[SOURCE DATA]

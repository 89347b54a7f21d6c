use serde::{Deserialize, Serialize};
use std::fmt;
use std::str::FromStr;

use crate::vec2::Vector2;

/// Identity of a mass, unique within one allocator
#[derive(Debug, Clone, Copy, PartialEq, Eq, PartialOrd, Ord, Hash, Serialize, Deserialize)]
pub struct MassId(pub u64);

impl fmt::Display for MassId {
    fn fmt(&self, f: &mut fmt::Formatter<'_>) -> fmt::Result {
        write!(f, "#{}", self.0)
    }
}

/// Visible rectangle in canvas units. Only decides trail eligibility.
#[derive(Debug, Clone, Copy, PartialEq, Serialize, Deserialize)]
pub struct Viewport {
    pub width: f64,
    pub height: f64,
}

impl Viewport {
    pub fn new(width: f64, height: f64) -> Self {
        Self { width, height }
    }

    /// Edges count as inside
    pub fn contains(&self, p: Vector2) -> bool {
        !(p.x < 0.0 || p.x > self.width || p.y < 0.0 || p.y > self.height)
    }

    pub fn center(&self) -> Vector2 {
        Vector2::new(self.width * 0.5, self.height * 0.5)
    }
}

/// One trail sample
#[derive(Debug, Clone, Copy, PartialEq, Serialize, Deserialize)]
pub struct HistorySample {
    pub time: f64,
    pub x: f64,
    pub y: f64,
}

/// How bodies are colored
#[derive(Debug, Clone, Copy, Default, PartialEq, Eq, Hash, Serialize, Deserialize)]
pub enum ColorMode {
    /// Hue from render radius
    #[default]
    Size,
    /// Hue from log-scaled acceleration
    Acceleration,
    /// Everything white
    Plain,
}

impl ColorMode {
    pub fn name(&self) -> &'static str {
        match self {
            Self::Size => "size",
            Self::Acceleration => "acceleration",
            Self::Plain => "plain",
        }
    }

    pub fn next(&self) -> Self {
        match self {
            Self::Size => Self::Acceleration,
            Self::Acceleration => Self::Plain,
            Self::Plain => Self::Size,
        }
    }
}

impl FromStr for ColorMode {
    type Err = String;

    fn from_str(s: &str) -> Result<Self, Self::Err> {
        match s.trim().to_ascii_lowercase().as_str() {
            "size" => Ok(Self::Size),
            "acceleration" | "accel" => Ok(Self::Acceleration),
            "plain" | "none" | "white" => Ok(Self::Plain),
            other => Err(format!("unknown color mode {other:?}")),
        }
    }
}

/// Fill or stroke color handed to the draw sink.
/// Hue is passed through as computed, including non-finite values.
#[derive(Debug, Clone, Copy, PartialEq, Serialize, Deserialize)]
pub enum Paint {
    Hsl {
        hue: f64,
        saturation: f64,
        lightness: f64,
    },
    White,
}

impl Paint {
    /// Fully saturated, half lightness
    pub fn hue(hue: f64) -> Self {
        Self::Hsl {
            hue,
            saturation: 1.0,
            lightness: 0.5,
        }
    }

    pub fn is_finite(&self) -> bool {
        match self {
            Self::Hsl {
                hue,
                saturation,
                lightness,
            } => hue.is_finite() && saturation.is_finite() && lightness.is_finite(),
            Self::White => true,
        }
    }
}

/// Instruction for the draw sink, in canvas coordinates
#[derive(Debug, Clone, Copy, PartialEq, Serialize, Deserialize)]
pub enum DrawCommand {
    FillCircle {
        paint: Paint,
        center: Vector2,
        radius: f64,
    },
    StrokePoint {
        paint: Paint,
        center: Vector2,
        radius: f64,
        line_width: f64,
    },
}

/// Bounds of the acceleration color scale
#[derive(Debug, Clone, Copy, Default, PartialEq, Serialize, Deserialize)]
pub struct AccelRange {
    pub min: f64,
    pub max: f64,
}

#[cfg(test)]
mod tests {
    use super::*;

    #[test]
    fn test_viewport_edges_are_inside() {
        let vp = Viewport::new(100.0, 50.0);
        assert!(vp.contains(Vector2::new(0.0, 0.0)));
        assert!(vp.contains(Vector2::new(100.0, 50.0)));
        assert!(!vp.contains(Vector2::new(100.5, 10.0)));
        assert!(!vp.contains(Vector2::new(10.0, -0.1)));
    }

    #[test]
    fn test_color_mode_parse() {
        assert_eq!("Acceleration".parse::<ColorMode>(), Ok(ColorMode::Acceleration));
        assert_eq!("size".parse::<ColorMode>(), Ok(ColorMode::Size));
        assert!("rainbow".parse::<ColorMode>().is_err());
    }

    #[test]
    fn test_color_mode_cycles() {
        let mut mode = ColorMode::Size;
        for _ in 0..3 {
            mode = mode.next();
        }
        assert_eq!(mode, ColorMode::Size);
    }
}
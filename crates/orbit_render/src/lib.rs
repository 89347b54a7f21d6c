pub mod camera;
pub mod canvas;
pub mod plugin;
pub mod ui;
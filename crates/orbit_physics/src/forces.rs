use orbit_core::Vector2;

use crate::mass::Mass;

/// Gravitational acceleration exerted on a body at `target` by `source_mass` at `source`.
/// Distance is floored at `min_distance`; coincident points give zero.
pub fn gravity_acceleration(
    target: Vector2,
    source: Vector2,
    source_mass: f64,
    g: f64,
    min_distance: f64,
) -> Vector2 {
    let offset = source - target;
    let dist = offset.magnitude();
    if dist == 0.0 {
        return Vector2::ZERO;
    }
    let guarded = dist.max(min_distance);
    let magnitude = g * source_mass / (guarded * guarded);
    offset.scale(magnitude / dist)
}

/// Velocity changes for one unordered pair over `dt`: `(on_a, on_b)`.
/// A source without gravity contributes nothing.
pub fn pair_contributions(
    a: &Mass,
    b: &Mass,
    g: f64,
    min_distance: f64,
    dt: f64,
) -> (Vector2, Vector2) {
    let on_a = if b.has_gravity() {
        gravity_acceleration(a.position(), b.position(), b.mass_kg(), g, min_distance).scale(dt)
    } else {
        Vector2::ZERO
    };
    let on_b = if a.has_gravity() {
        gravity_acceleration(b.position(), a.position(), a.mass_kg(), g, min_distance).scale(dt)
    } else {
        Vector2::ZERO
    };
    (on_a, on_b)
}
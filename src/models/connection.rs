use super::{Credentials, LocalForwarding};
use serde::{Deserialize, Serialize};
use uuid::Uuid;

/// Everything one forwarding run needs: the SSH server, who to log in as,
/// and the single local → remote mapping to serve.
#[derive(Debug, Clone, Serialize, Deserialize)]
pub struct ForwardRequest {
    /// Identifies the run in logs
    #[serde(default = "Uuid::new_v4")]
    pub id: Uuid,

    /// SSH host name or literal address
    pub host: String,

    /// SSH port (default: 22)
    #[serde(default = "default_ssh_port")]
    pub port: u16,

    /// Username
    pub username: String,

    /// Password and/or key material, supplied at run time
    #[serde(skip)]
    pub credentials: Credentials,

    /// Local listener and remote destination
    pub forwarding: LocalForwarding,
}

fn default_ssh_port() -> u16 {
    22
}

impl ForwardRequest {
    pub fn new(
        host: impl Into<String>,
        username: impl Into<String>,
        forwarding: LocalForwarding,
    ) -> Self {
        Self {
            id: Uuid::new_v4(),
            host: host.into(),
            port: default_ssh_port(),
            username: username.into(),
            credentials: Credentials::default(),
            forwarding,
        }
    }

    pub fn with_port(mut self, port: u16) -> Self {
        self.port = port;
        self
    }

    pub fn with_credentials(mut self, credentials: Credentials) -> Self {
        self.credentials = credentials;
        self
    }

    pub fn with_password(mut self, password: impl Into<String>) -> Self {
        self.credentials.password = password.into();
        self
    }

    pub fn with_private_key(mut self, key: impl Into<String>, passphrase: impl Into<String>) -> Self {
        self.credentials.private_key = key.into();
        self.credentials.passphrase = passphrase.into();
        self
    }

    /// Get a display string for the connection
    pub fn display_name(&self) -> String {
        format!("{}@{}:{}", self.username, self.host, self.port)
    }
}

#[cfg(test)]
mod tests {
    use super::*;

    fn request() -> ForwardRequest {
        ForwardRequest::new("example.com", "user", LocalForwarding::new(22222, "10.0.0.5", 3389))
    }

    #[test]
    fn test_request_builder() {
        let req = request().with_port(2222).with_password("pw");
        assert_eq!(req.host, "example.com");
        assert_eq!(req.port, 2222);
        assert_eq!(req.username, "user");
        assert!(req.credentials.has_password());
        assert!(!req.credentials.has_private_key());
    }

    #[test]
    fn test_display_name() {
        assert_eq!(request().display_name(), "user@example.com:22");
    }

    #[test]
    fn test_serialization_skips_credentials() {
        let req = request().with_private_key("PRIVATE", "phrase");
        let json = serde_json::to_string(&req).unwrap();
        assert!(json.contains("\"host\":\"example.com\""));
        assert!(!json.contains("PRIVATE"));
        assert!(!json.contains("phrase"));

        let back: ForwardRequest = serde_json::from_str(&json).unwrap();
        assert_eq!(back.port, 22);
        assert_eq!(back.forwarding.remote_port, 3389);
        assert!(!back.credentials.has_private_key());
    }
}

[/SOURCE DATA]

TASK DESCRIPTION: Identify every line above that includes the word "canvas", and show those lines.

RESPONSE TO THIS TASK:
/// Visible rectangle in canvas units. Only decides trail eligibility.
/// Instruction for the draw sink, in canvas coordinates
pub mod canvas;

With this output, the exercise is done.